And he does it to a woman caught in the act of adultery. Not a former adulterer. She's caught in the act, dragged to the feet of Jesus, thrown down at the feet of Jesus, and again, Jesus says to the men who busted her, "Let the one of you who's without sin throw the first stone." Did anybody cast a rock? What I would have loved to see in the Scripture is if Jesus picked up rocks and started pelting all the guys with them, but that's not how the story plays out. He tells the woman, "Go and sin no more."

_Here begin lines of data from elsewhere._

//! Script pipeline facade: parse → compile → compound → extract → bake.

use tracing::debug;

use crate::baking::{bake_with_config, DenseTrack};
use crate::compound::compound;
use crate::config::MovieConfig;
use crate::data::{CompiledCommand, KeyFrame, StateFrame};
use crate::error::Result;
use crate::keyframes::{extract_keyframes, segment_gaps};
use crate::script::{compile_script, parse_script};
use crate::value::ViewerSnapshot;

/// A compiled camera script, ready to be applied to a viewer snapshot.
///
/// Parsing and compiling happen once in [`ScriptSession::from_text`]; every
/// later call is a pure function of the stored commands and the snapshot it
/// is given, so a session can be replayed against different viewers.
#[derive(Clone, Debug, PartialEq)]
pub struct ScriptSession {
    commands: Vec<CompiledCommand>,
    end_frame: usize,
}

impl ScriptSession {
    pub fn from_text(text: &str) -> Result<Self> {
        let parsed = parse_script(text)?;
        let commands = compile_script(&parsed)?;
        Ok(Self {
            commands,
            end_frame: parsed.end_frame,
        })
    }

    /// Last frame of the movie.
    pub fn end_frame(&self) -> usize {
        self.end_frame
    }

    /// Compiled commands, sorted by start frame.
    pub fn commands(&self) -> &[CompiledCommand] {
        &self.commands
    }

    /// The full sparse state table for frames `0..=end_frame`.
    pub fn states(&self, snapshot: &ViewerSnapshot) -> Result<Vec<StateFrame>> {
        compound(&self.commands, self.end_frame, snapshot)
    }

    pub fn keyframes(&self, snapshot: &ViewerSnapshot) -> Result<Vec<KeyFrame>> {
        let keyframes = extract_keyframes(&self.states(snapshot)?);
        debug!(keyframes = keyframes.len(), "extracted keyframes");
        Ok(keyframes)
    }

    /// Intermediate frame count of every keyframe segment.
    pub fn segment_steps(&self, snapshot: &ViewerSnapshot) -> Result<Vec<usize>> {
        Ok(segment_gaps(&self.keyframes(snapshot)?))
    }

    /// Run the whole pipeline.
    pub fn track(&self, snapshot: &ViewerSnapshot, cfg: &MovieConfig) -> Result<DenseTrack> {
        bake_with_config(&self.keyframes(snapshot)?, cfg)
    }
}
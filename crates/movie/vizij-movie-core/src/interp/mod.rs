//! Interpolation helpers shared by the track baker.
//!
//! Orientation uses spherical interpolation, zoom and translation linear
//! interpolation, visibility a thresholded or held 0/1 ramp and time a
//! truncated linear ramp.

pub mod functions;

pub use functions::{hold_flag, lerp_f64, lerp_time, lerp_vec3, slerp_quat, threshold_flag};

Over and over and over again you watch Jesus grant salvation to the wayward, those who have chosen other ways to try to fulfill their joy, other ways to try to find purpose in life, other ways to find their fulfillment. Jesus saves among the wayward. That's good news for multiple reasons. It's good news because a lot of us were wayward. It's good news because a lot of us were saved right out of that. When I asked last week how many of you have backgrounds in either abuse and/or drugs and alcohol, most of the room raised their hands. We are just like a recovery ministry in here right now. It's almost just like, "Hi, my name is Matt." We have all kind of been pulled out of the muck and mire, and he set our feet on the rock.
Then we said that God not only saves the wayward, but he saves the uninterested. I love that one as a preacher who preaches on Sundays and Saturdays, because I know some of you don't want to be here. Some of you came because someone invited you. Mom and Dad made you. You've been forced to come. You're not interested, but you have to shut this guy up, so maybe if you'll just go with him today he'll leave you alone and you can leave here and go, It's not for me, and it'll be over. I'm okay with that because I know from the Scriptures that God saves the uninterested. You might come into this place completely uninterested in the things of God and leave here with an appetite to know more. Or just get radically saved in this joint today. I know God is able. I know he's able.

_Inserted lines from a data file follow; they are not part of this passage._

use approx::assert_relative_eq;
use nalgebra::Vector3;
use vizij_movie_core::{
    bake_track, export_track_json, rotation_from_axis_angle, Camera, KeyFrame, MovieError,
    SegmentSteps, StateFrame, ViewerState, VisibilityMode,
};

fn key(frame: usize, zoom: f64, visible: bool) -> KeyFrame {
    StateFrame::from_state(
        frame,
        &ViewerState {
            camera: Camera {
                zoom,
                ..Camera::default()
            },
            visibility: vec![visible],
            time: None,
        },
    )
}

#[test]
fn fewer_than_two_keyframes_is_rejected() {
    for keys in [vec![], vec![key(0, 1.0, true)]] {
        let found = keys.len();
        assert_eq!(
            bake_track(&keys, SegmentSteps::FromFrames, VisibilityMode::Threshold).unwrap_err(),
            MovieError::InsufficientKeyframes { found }
        );
    }
}

#[test]
fn fixed_steps_track_length_and_exact_endpoints() {
    let mut k0 = key(0, 1.0, true);
    let mut k1 = key(10, 3.7, true);
    k0.rotation = rotation_from_axis_angle(10.0, [0.0, 1.0, 0.0]);
    k1.rotation = rotation_from_axis_angle(80.0, [0.0, 1.0, 0.0]);
    k0.translation = Some(Vector3::new(0.1, 0.2, 0.3));
    k1.translation = Some(Vector3::new(-7.0, 3.3, 1.0 / 3.0));

    let track = bake_track(
        &[k0.clone(), k1.clone()],
        SegmentSteps::Fixed(8),
        VisibilityMode::Threshold,
    )
    .unwrap();
    assert_eq!(track.len(), 10);
    assert_eq!(track.zoom[0], 1.0);
    assert_eq!(track.zoom[9], 3.7);
    assert_eq!(Some(track.rotation[0]), k0.rotation);
    assert_eq!(Some(track.rotation[9]), k1.rotation);
    assert_eq!(Some(track.translation[0]), k0.translation);
    assert_eq!(Some(track.translation[9]), k1.translation);
}

#[test]
fn gaps_from_frames_give_one_entry_per_frame() {
    let track = bake_track(
        &[key(0, 1.0, true), key(4, 2.0, true), key(10, 5.0, true)],
        SegmentSteps::FromFrames,
        VisibilityMode::Threshold,
    )
    .unwrap();
    assert_eq!(track.len(), 11);
    assert_relative_eq!(track.zoom[2], 1.5, epsilon = 1e-12);
    assert_eq!(track.zoom[4], 2.0);
    assert_relative_eq!(track.zoom[7], 3.5, epsilon = 1e-12);
    assert!(track.time.is_none());
}

#[test]
fn rotation_follows_the_great_circle() {
    let mut k0 = key(0, 1.0, true);
    let mut k1 = key(4, 1.0, true);
    k0.rotation = rotation_from_axis_angle(0.0, [0.0, 0.0, 1.0]);
    k1.rotation = rotation_from_axis_angle(120.0, [0.0, 0.0, 1.0]);
    let track = bake_track(&[k0, k1], SegmentSteps::FromFrames, VisibilityMode::Threshold).unwrap();
    for (i, q) in track.rotation.iter().enumerate() {
        let expected = rotation_from_axis_angle(30.0 * i as f64, [0.0, 0.0, 1.0]).unwrap();
        assert!(q.angle_to(&expected) < 1e-9, "frame {i}");
    }
}

#[test]
fn visibility_flips_at_segment_midpoint() {
    let track = bake_track(
        &[key(0, 1.0, true), key(10, 1.0, false)],
        SegmentSteps::FromFrames,
        VisibilityMode::Threshold,
    )
    .unwrap();
    let flags: Vec<bool> = track.visibility.iter().map(|v| v[0]).collect();
    assert!(flags[..5].iter().all(|&v| v));
    assert!(flags[5..].iter().all(|&v| !v));

    let rising = bake_track(
        &[key(0, 1.0, false), key(10, 1.0, true)],
        SegmentSteps::FromFrames,
        VisibilityMode::Threshold,
    )
    .unwrap();
    let flags: Vec<bool> = rising.visibility.iter().map(|v| v[0]).collect();
    assert!(flags[..6].iter().all(|&v| !v));
    assert!(flags[6..].iter().all(|&v| v));
}

#[test]
fn hold_mode_keeps_left_flag_until_next_key() {
    let track = bake_track(
        &[key(0, 1.0, true), key(10, 1.0, false)],
        SegmentSteps::FromFrames,
        VisibilityMode::Hold,
    )
    .unwrap();
    let flags: Vec<bool> = track.visibility.iter().map(|v| v[0]).collect();
    assert!(flags[..10].iter().all(|&v| v));
    assert!(!flags[10]);
}

#[test]
fn time_is_truncated_linear_ramp() {
    let mut k0 = key(0, 1.0, true);
    let mut k1 = key(9, 1.0, true);
    k0.time = Some(0);
    k1.time = Some(3);
    let track = bake_track(&[k0, k1], SegmentSteps::FromFrames, VisibilityMode::Threshold).unwrap();
    assert_eq!(
        track.time,
        Some(vec![0, 0, 0, 1, 1, 1, 2, 2, 2, 3])
    );
}

#[test]
fn sparse_channels_interpolate_across_keyframes() {
    let k0 = key(0, 1.0, true);
    let mut mid = StateFrame::empty(5);
    mid.translation = Some(Vector3::new(5.0, 0.0, 0.0));
    let k2 = key(10, 3.0, true);
    let track = bake_track(&[k0, mid, k2], SegmentSteps::FromFrames, VisibilityMode::Threshold)
        .unwrap();
    assert_relative_eq!(track.zoom[5], 2.0, epsilon = 1e-12);
    assert_eq!(track.translation[5], Vector3::new(5.0, 0.0, 0.0));
    assert_relative_eq!(track.translation[8].x, 2.0, epsilon = 1e-12);
}

#[test]
fn inconsistent_inputs_are_rejected() {
    let mut wide = key(5, 1.0, true);
    wide.visibility = Some(vec![true, false]);
    assert_eq!(
        bake_track(
            &[key(0, 1.0, true), wide],
            SegmentSteps::FromFrames,
            VisibilityMode::Threshold
        )
        .unwrap_err(),
        MovieError::LayerCountMismatch {
            expected: 1,
            found: 2
        }
    );

    assert_eq!(
        bake_track(
            &[key(5, 1.0, true), key(5, 1.0, true)],
            SegmentSteps::FromFrames,
            VisibilityMode::Threshold
        )
        .unwrap_err(),
        MovieError::UnorderedKeyframes {
            previous: 5,
            frame: 5
        }
    );

    let mut bare0 = StateFrame::empty(0);
    bare0.zoom = Some(1.0);
    let mut bare1 = StateFrame::empty(3);
    bare1.zoom = Some(2.0);
    assert_eq!(
        bake_track(&[bare0, bare1], SegmentSteps::FromFrames, VisibilityMode::Threshold)
            .unwrap_err(),
        MovieError::MissingChannel {
            channel: "rotation"
        }
    );
}

#[test]
fn exported_json_has_one_object_per_frame() {
    let track = bake_track(
        &[key(0, 1.0, true), key(2, 2.0, false)],
        SegmentSteps::FromFrames,
        VisibilityMode::Threshold,
    )
    .unwrap();
    let json = export_track_json(&track);
    let frames = json.as_array().expect("array");
    assert_eq!(frames.len(), 3);
    assert_eq!(frames[1]["frame"], 1);
    assert_eq!(frames[1]["zoom"], 1.5);
    assert_eq!(frames[2]["visibility"], serde_json::json!([false]));
    assert_eq!(frames[0]["rotation"], serde_json::json!([0.0, 0.0, 0.0, 1.0]));
    assert!(frames[0]["time"].is_null());
}

#[test]
fn time_ramp_survives_extreme_indices() {
    let base = 4_000_000_000_000_000_000;
    let mut k0 = key(0, 1.0, true);
    let mut k1 = key(10, 1.0, true);
    k0.time = Some(base);
    k1.time = Some(base + 10);
    let track = bake_track(&[k0, k1], SegmentSteps::FromFrames, VisibilityMode::Threshold).unwrap();
    let expected: Vec<i64> = (0..=10).map(|i| base + i).collect();
    assert_eq!(track.time, Some(expected));
}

That's not the only place God saves from. He also saves from among the self-righteous and the morally upright, and praise God for that one. He saves church kids. He saves one out of prostitution and heroin, and saves another out of Sunday school. How great is our God, right? He can save out of a life of debauchery but also can show up to self-righteous, self-inflated, externally religious people and rescue them and own their hearts. That's a spectacular truth in the Scriptures, that God would save the morally upright and self-righteous.

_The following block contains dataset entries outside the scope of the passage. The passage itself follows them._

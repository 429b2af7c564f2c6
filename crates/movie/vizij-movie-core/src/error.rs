//! Error types for script interpretation and track baking

/// Every failure the movie pipeline can report.
///
/// All variants describe deterministic input problems; none of them are worth
/// retrying. Line numbers are 1-based and refer to the original script text.
#[derive(thiserror::Error, Debug, Clone, PartialEq)]
#[non_exhaustive]
pub enum MovieError {
    /// A statement header has no recognised frame range, a clause is missing
    /// its parameters, or the script references no frame at all.
    #[error("Malformed script (line {line}): {reason}")]
    MalformedScript { line: usize, reason: String },

    /// A statement contains none of the recognised operation keywords.
    #[error("Unknown operation (line {line}): {statement}")]
    UnknownOperation { line: usize, statement: String },

    /// Interpolation needs a start and an end keyframe.
    #[error("Interpolation requires at least 2 keyframes, got {found}")]
    InsufficientKeyframes { found: usize },

    /// Keyframe frame indices must strictly increase.
    #[error("Keyframe at frame {frame} does not come after frame {previous}")]
    UnorderedKeyframes { previous: usize, frame: usize },

    /// A visibility command targets a layer the viewer does not have.
    #[error("Layer {layer} is out of range (viewer has {layers} layers)")]
    LayerOutOfRange { layer: usize, layers: usize },

    /// A time shift was scripted but the viewer exposes no time axis.
    #[error("Time shift on line {line} requires a viewer with a time axis")]
    MissingTimeAxis { line: usize },

    /// Keyframes disagree on how many layers exist.
    #[error("Keyframe carries {found} layer flags, expected {expected}")]
    LayerCountMismatch { expected: usize, found: usize },

    /// No keyframe authors a channel the track needs.
    #[error("No keyframe provides a value for the {channel} channel")]
    MissingChannel { channel: &'static str },

    /// Capture-session navigation with nothing captured yet.
    #[error("No keyframes have been captured")]
    EmptyCapture,
}

impl MovieError {
    pub(crate) fn malformed(line: usize, reason: impl Into<String>) -> Self {
        MovieError::MalformedScript {
            line,
            reason: reason.into(),
        }
    }
}

pub type Result<T> = std::result::Result<T, MovieError>;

That's good news too, because we're in the South and a lot of us have church backgrounds that have left us obeying a moral code with a heart detached from the person and work of Jesus Christ. It's a different kind of slavery. If you nail the list, if you've learned to get the checklist down, more than likely you are a judgmental, self-inflated robber of the glory of God. So the good news is Jesus saves among the self-righteous.
Then we said not only does he save among the wayward and the uninterested, not only does he save among the self-righteous and the religious, the morally upright, but he also saves from among every tribe, tongue, and nation on earth, so that our God is not the God of a certain nation or a certain locale; he is the God, and there will be a day where men and women from every tribe, tongue, and nation worship, love, and make much of Jesus Christ.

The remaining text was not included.